(Stored items)
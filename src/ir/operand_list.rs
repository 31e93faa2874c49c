//! Operand list containers
//!
//! A consuming node owns its edges through one of two containers:
//!
//! - [`FixedOperandList<N>`]: exactly `N` edges, arity checked by the type
//! - [`TailAllocatedOperandList<N>`]: `N` static edges followed by a run of
//!   dynamic edges whose count is fixed at construction
//!
//! Both store their edges contiguously and share the [`OperandList`]
//! interface, so code that only reads or rewrites operands does not care
//! which shape a node uses.

use super::context::UseDefContext;
use super::operand::Operand;
use super::value::{Value, ValueId};
use super::value_array::OperandValueArray;
use std::mem;
use std::ops::{Index, IndexMut};

/// Common view over a node's operand edges
pub trait OperandList {
    /// All edges in operand order
    fn as_slice(&self) -> &[Operand];

    /// All edges, for reordering within the owning node
    fn as_mut_slice(&mut self) -> &mut [Operand];

    /// Number of edges
    fn len(&self) -> usize {
        self.as_slice().len()
    }

    /// True when the node has no operands
    fn is_empty(&self) -> bool {
        self.as_slice().is_empty()
    }

    /// Edge `i`, `None` past the end
    fn operand(&self, i: usize) -> Option<&Operand> {
        self.as_slice().get(i)
    }

    /// Current targets of all edges
    fn values<'a>(&'a self, ctx: &'a UseDefContext) -> OperandValueArray<'a> {
        OperandValueArray::new(ctx, self.as_slice())
    }

    /// Retarget every edge to [`Value::INVALID`], unlinking it from its use
    /// list while keeping the edge itself alive
    fn drop_all_references(&self, ctx: &mut UseDefContext) {
        for op in self.as_slice() {
            ctx.set(op.id(), Value::INVALID);
        }
    }
}

/// A constant-size operand list
#[derive(Debug)]
pub struct FixedOperandList<const N: usize> {
    operands: [Operand; N],
}

impl<const N: usize> FixedOperandList<N> {
    /// Create `N` edges owned by `user`, one per target
    pub fn new(ctx: &mut UseDefContext, user: ValueId, values: [Value; N]) -> Self {
        Self {
            operands: values.map(|value| ctx.create_operand(user, value)),
        }
    }

    /// Release every edge in operand order
    pub fn release(self, ctx: &mut UseDefContext) {
        for op in self.operands {
            ctx.release_operand(op);
        }
    }
}

impl<const N: usize> OperandList for FixedOperandList<N> {
    fn as_slice(&self) -> &[Operand] {
        &self.operands
    }

    fn as_mut_slice(&mut self) -> &mut [Operand] {
        &mut self.operands
    }
}

impl<const N: usize> Index<usize> for FixedOperandList<N> {
    type Output = Operand;

    fn index(&self, i: usize) -> &Operand {
        &self.operands[i]
    }
}

impl<const N: usize> IndexMut<usize> for FixedOperandList<N> {
    fn index_mut(&mut self, i: usize) -> &mut Operand {
        &mut self.operands[i]
    }
}

/// An operand list with `N` known operands (possibly zero) followed by a
/// dynamically determined number of extra operands (also possibly zero).
///
/// The extra count is set at construction and never changes. Static and
/// dynamic edges share one boxed slice kept apart from the owning node, so
/// the node itself stays fixed-size.
#[derive(Debug)]
pub struct TailAllocatedOperandList<const N: usize> {
    operands: Box<[Operand]>,
}

impl<const N: usize> TailAllocatedOperandList<N> {
    /// Bytes of edge storage the dynamic tail adds for `num_extra` operands.
    ///
    /// A sizing query for allocators that budget node memory up front.
    pub fn extra_size(num_extra: usize) -> usize {
        mem::size_of::<Operand>() * num_extra
    }

    /// Create the edges for `user`.
    ///
    /// Logically the dynamic operands come after the fixed ones; the
    /// argument order only mirrors how variadic operands are usually
    /// collected before the fixed ones.
    pub fn new(
        ctx: &mut UseDefContext,
        user: ValueId,
        dynamic: &[Value],
        fixed: [Value; N],
    ) -> Self {
        let mut operands = Vec::with_capacity(N + dynamic.len());
        operands.extend(fixed.map(|value| ctx.create_operand(user, value)));
        for &value in dynamic {
            operands.push(ctx.create_operand(user, value));
        }
        tracing::trace!("{}: {} static + {} dynamic operand(s)", user, N, dynamic.len());
        Self {
            operands: operands.into_boxed_slice(),
        }
    }

    /// Number of dynamic operands
    pub fn num_extra(&self) -> usize {
        self.operands.len() - N
    }

    /// The dynamic edges
    pub fn dynamic(&self) -> &[Operand] {
        &self.operands[N..]
    }

    /// The dynamic edges, mutably
    pub fn dynamic_mut(&mut self) -> &mut [Operand] {
        &mut self.operands[N..]
    }

    /// Current targets of the dynamic edges
    pub fn dynamic_values<'a>(&'a self, ctx: &'a UseDefContext) -> OperandValueArray<'a> {
        OperandValueArray::new(ctx, self.dynamic())
    }

    /// Release the dynamic edges in forward order and hand the static edges
    /// back to the owning node, which tears them down with its own fields.
    pub fn release(self, ctx: &mut UseDefContext) -> FixedOperandList<N> {
        let mut operands = self.operands.into_vec();
        for op in operands.drain(N..) {
            ctx.release_operand(op);
        }
        let operands: [Operand; N] = match operands.try_into() {
            Ok(operands) => operands,
            Err(_) => unreachable!("static operand count is fixed at construction"),
        };
        FixedOperandList { operands }
    }

    /// Release every edge, static ones included
    pub fn release_all(self, ctx: &mut UseDefContext) {
        self.release(ctx).release(ctx);
    }
}

impl TailAllocatedOperandList<0> {
    /// Variadic node with no static operands
    pub fn new_variadic(ctx: &mut UseDefContext, user: ValueId, dynamic: &[Value]) -> Self {
        Self::new(ctx, user, dynamic, [])
    }
}

impl<const N: usize> OperandList for TailAllocatedOperandList<N> {
    fn as_slice(&self) -> &[Operand] {
        &self.operands
    }

    fn as_mut_slice(&mut self) -> &mut [Operand] {
        &mut self.operands
    }
}

impl<const N: usize> Index<usize> for TailAllocatedOperandList<N> {
    type Output = Operand;

    fn index(&self, i: usize) -> &Operand {
        &self.operands[i]
    }
}

impl<const N: usize> IndexMut<usize> for TailAllocatedOperandList<N> {
    fn index_mut(&mut self, i: usize) -> &mut Operand {
        &mut self.operands[i]
    }
}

» Task item
Nothing but lines that contain "possibly" should appear in the answer. Copy each from the records.

» Task output
/// An operand list with `N` known operands (possibly zero) followed by a
/// dynamically determined number of extra operands (also possibly zero).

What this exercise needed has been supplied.